──────── Records to use ────────
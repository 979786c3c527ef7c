//! Dialect-independent boolean query tree.
//!
//! A [`Query`] is produced by a [`Dialect`](crate::dialect::Dialect) compiler,
//! rewritten by the transformation operators and executed by a retrieval
//! backend. Trees are immutable: every rewrite clones the path it touches.
//!
//! Boolean nodes always have at least two children. The [`Query::boolean`]
//! constructor collapses a single child into the child itself so that trees
//! rendered to text and compiled back compare equal.

use std::fmt;

use serde::{Deserialize, Serialize};

/// A searchable document field.
#[derive(Debug, Clone, Copy, PartialEq, Eq, PartialOrd, Ord, Hash, Serialize, Deserialize)]
#[serde(rename_all = "snake_case")]
pub enum Field {
    Title,
    Abstract,
    MeshHeadings,
    PublicationType,
    AllFields,
}

impl Field {
    /// Short identifier used in fingerprints and logs.
    pub fn as_str(&self) -> &'static str {
        match self {
            Field::Title => "title",
            Field::Abstract => "abstract",
            Field::MeshHeadings => "mesh_headings",
            Field::PublicationType => "publication_type",
            Field::AllFields => "all_fields",
        }
    }
}

/// A leaf clause: some text searched in a set of fields.
#[derive(Debug, Clone, PartialEq, Eq, Hash)]
pub struct Keyword {
    text: String,
    fields: Vec<Field>,
    exploded: bool,
    truncated: bool,
}

impl Keyword {
    /// Create a keyword. Fields are kept sorted and de-duplicated.
    pub fn new<S: Into<String>>(text: S, fields: impl IntoIterator<Item = Field>) -> Self {
        let mut fields: Vec<Field> = fields.into_iter().collect();
        fields.sort();
        fields.dedup();
        Keyword {
            text: text.into(),
            fields,
            exploded: false,
            truncated: false,
        }
    }

    /// Create a MeSH heading keyword.
    pub fn mesh<S: Into<String>>(heading: S, exploded: bool) -> Self {
        Keyword::new(heading, [Field::MeshHeadings]).with_exploded(exploded)
    }

    /// Set whether the heading is exploded to its descendants.
    pub fn with_exploded(mut self, exploded: bool) -> Self {
        self.exploded = exploded;
        self
    }

    /// Set whether the text is a prefix (wildcard) match.
    pub fn with_truncated(mut self, truncated: bool) -> Self {
        self.truncated = truncated;
        self
    }

    /// Replace the searched fields.
    pub fn with_fields(mut self, fields: impl IntoIterator<Item = Field>) -> Self {
        let mut fields: Vec<Field> = fields.into_iter().collect();
        fields.sort();
        fields.dedup();
        self.fields = fields;
        self
    }

    /// Replace the text.
    pub fn with_text<S: Into<String>>(mut self, text: S) -> Self {
        self.text = text.into();
        self
    }

    pub fn text(&self) -> &str {
        &self.text
    }

    pub fn fields(&self) -> &[Field] {
        &self.fields
    }

    pub fn exploded(&self) -> bool {
        self.exploded
    }

    pub fn truncated(&self) -> bool {
        self.truncated
    }

    /// True when this keyword only searches the MeSH headings field.
    pub fn is_mesh(&self) -> bool {
        self.fields == [Field::MeshHeadings]
    }

    /// True when this keyword searches title and/or abstract and nothing else.
    pub fn is_title_abstract(&self) -> bool {
        !self.fields.is_empty()
            && self
                .fields
                .iter()
                .all(|f| matches!(f, Field::Title | Field::Abstract))
    }

    fn fingerprint_into(&self, out: &mut String) {
        out.push_str("kw(");
        out.push_str(&format!("{:?}", self.text.to_lowercase()));
        out.push(';');
        let fields: Vec<&str> = self.fields.iter().map(|f| f.as_str()).collect();
        out.push_str(&fields.join(","));
        if self.exploded {
            out.push_str(";exp");
        }
        if self.truncated {
            out.push_str(";trunc");
        }
        out.push(')');
    }
}

/// Boolean operator of an inner node.
#[derive(Debug, Clone, Copy, PartialEq, Eq, Hash, Serialize, Deserialize)]
#[serde(rename_all = "lowercase")]
pub enum Operator {
    And,
    Or,
    /// The first child minus the union of the remaining children.
    Not,
}

impl Operator {
    pub fn as_str(&self) -> &'static str {
        match self {
            Operator::And => "and",
            Operator::Or => "or",
            Operator::Not => "not",
        }
    }
}

/// An inner node combining child queries.
#[derive(Debug, Clone, PartialEq, Eq, Hash)]
pub struct BooleanQuery {
    operator: Operator,
    children: Vec<Query>,
}

impl BooleanQuery {
    pub fn operator(&self) -> Operator {
        self.operator
    }

    pub fn children(&self) -> &[Query] {
        &self.children
    }
}

/// A boolean search expression.
#[derive(Debug, Clone, PartialEq, Eq, Hash)]
pub enum Query {
    Keyword(Keyword),
    Boolean(BooleanQuery),
}

impl From<Keyword> for Query {
    fn from(keyword: Keyword) -> Self {
        Query::Keyword(keyword)
    }
}

impl Query {
    /// Build a boolean node, collapsing a single child into itself.
    ///
    /// Returns `None` when `children` is empty.
    pub fn boolean(operator: Operator, mut children: Vec<Query>) -> Option<Query> {
        match children.len() {
            0 => None,
            1 => children.pop(),
            _ => Some(Query::Boolean(BooleanQuery { operator, children })),
        }
    }

    /// Conjunction of two or more queries.
    pub fn and(children: Vec<Query>) -> Option<Query> {
        Query::boolean(Operator::And, children)
    }

    /// Disjunction of two or more queries.
    pub fn or(children: Vec<Query>) -> Option<Query> {
        Query::boolean(Operator::Or, children)
    }

    pub fn as_keyword(&self) -> Option<&Keyword> {
        match self {
            Query::Keyword(keyword) => Some(keyword),
            Query::Boolean(_) => None,
        }
    }

    pub fn as_boolean(&self) -> Option<&BooleanQuery> {
        match self {
            Query::Boolean(boolean) => Some(boolean),
            Query::Keyword(_) => None,
        }
    }

    /// Canonical, dialect-independent identity of this tree.
    ///
    /// Two queries with equal fingerprints retrieve the same documents from
    /// a fixed collection. Keyword text is compared case-insensitively.
    pub fn fingerprint(&self) -> String {
        let mut out = String::new();
        self.fingerprint_into(&mut out);
        out
    }

    fn fingerprint_into(&self, out: &mut String) {
        match self {
            Query::Keyword(keyword) => keyword.fingerprint_into(out),
            Query::Boolean(boolean) => {
                out.push_str(boolean.operator.as_str());
                out.push('(');
                for (i, child) in boolean.children.iter().enumerate() {
                    if i > 0 {
                        out.push(',');
                    }
                    child.fingerprint_into(out);
                }
                out.push(')');
            }
        }
    }

    /// All keywords in pre-order.
    pub fn keywords(&self) -> Vec<&Keyword> {
        let mut keywords = Vec::new();
        self.walk(&mut |node| {
            if let Query::Keyword(keyword) = node {
                keywords.push(keyword);
            }
        });
        keywords
    }

    /// Number of nodes (keywords and boolean nodes) in the tree.
    pub fn node_count(&self) -> usize {
        match self {
            Query::Keyword(_) => 1,
            Query::Boolean(boolean) => {
                1 + boolean
                    .children
                    .iter()
                    .map(Query::node_count)
                    .sum::<usize>()
            }
        }
    }

    /// Number of boolean nodes in the tree.
    pub fn boolean_count(&self) -> usize {
        self.node_count() - self.keywords().len()
    }

    /// Height of the tree; a single keyword has depth 1.
    pub fn depth(&self) -> usize {
        match self {
            Query::Keyword(_) => 1,
            Query::Boolean(boolean) => {
                1 + boolean
                    .children
                    .iter()
                    .map(Query::depth)
                    .max()
                    .unwrap_or(0)
            }
        }
    }

    /// Visit every node in pre-order.
    pub fn walk<'a>(&'a self, visit: &mut dyn FnMut(&'a Query)) {
        visit(self);
        if let Query::Boolean(boolean) = self {
            for child in &boolean.children {
                child.walk(visit);
            }
        }
    }

    /// The node at pre-order position `index`.
    pub fn node_at(&self, index: usize) -> Option<&Query> {
        let mut position = 0;
        let mut found = None;
        self.walk(&mut |node| {
            if position == index {
                found = Some(node);
            }
            position += 1;
        });
        found
    }

    /// A copy of this tree with the node at pre-order position `index`
    /// replaced by `replacement`. Returns `None` if `index` is out of range.
    pub fn replace_at(&self, index: usize, replacement: Query) -> Option<Query> {
        let mut position = 0;
        let mut replacement = Some(replacement);
        let result = self.replace_inner(index, &mut position, &mut replacement);
        if replacement.is_none() { Some(result) } else { None }
    }

    fn replace_inner(
        &self,
        index: usize,
        position: &mut usize,
        replacement: &mut Option<Query>,
    ) -> Query {
        let current = *position;
        *position += 1;
        if current == index {
            if let Some(new_node) = replacement.take() {
                // Skip the positions of the replaced subtree.
                *position += self.node_count() - 1;
                return new_node;
            }
        }
        match self {
            Query::Keyword(_) => self.clone(),
            Query::Boolean(boolean) => {
                let children = boolean
                    .children
                    .iter()
                    .map(|child| child.replace_inner(index, position, replacement))
                    .collect();
                Query::Boolean(BooleanQuery {
                    operator: boolean.operator,
                    children,
                })
            }
        }
    }
}

impl fmt::Display for Query {
    fn fmt(&self, f: &mut fmt::Formatter<'_>) -> fmt::Result {
        match self {
            Query::Keyword(keyword) => {
                let fields: Vec<&str> = keyword.fields.iter().map(|f| f.as_str()).collect();
                write!(f, "{}[{}]", keyword.text, fields.join(","))?;
                if keyword.exploded {
                    write!(f, "+exp")?;
                }
                if keyword.truncated {
                    write!(f, "*")?;
                }
                Ok(())
            }
            Query::Boolean(boolean) => {
                write!(f, "(")?;
                for (i, child) in boolean.children.iter().enumerate() {
                    if i > 0 {
                        write!(f, " {} ", boolean.operator.as_str().to_uppercase())?;
                    }
                    write!(f, "{child}")?;
                }
                write!(f, ")")
            }
        }
    }
}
────────
Exactly the lines from the start of the entries through the one bearing "searchable document field." are to be output, with both ends included.

*Task answer*
repository 979786c3c527ef7c
//! Dialect-independent boolean query tree.
//!
//! A [`Query`] is produced by a [`Dialect`](crate::dialect::Dialect) compiler,
//! rewritten by the transformation operators and executed by a retrieval
//! backend. Trees are immutable: every rewrite clones the path it touches.
//!
//! Boolean nodes always have at least two children. The [`Query::boolean`]
//! constructor collapses a single child into the child itself so that trees
//! rendered to text and compiled back compare equal.

use std::fmt;

use serde::{Deserialize, Serialize};

/// A searchable document field.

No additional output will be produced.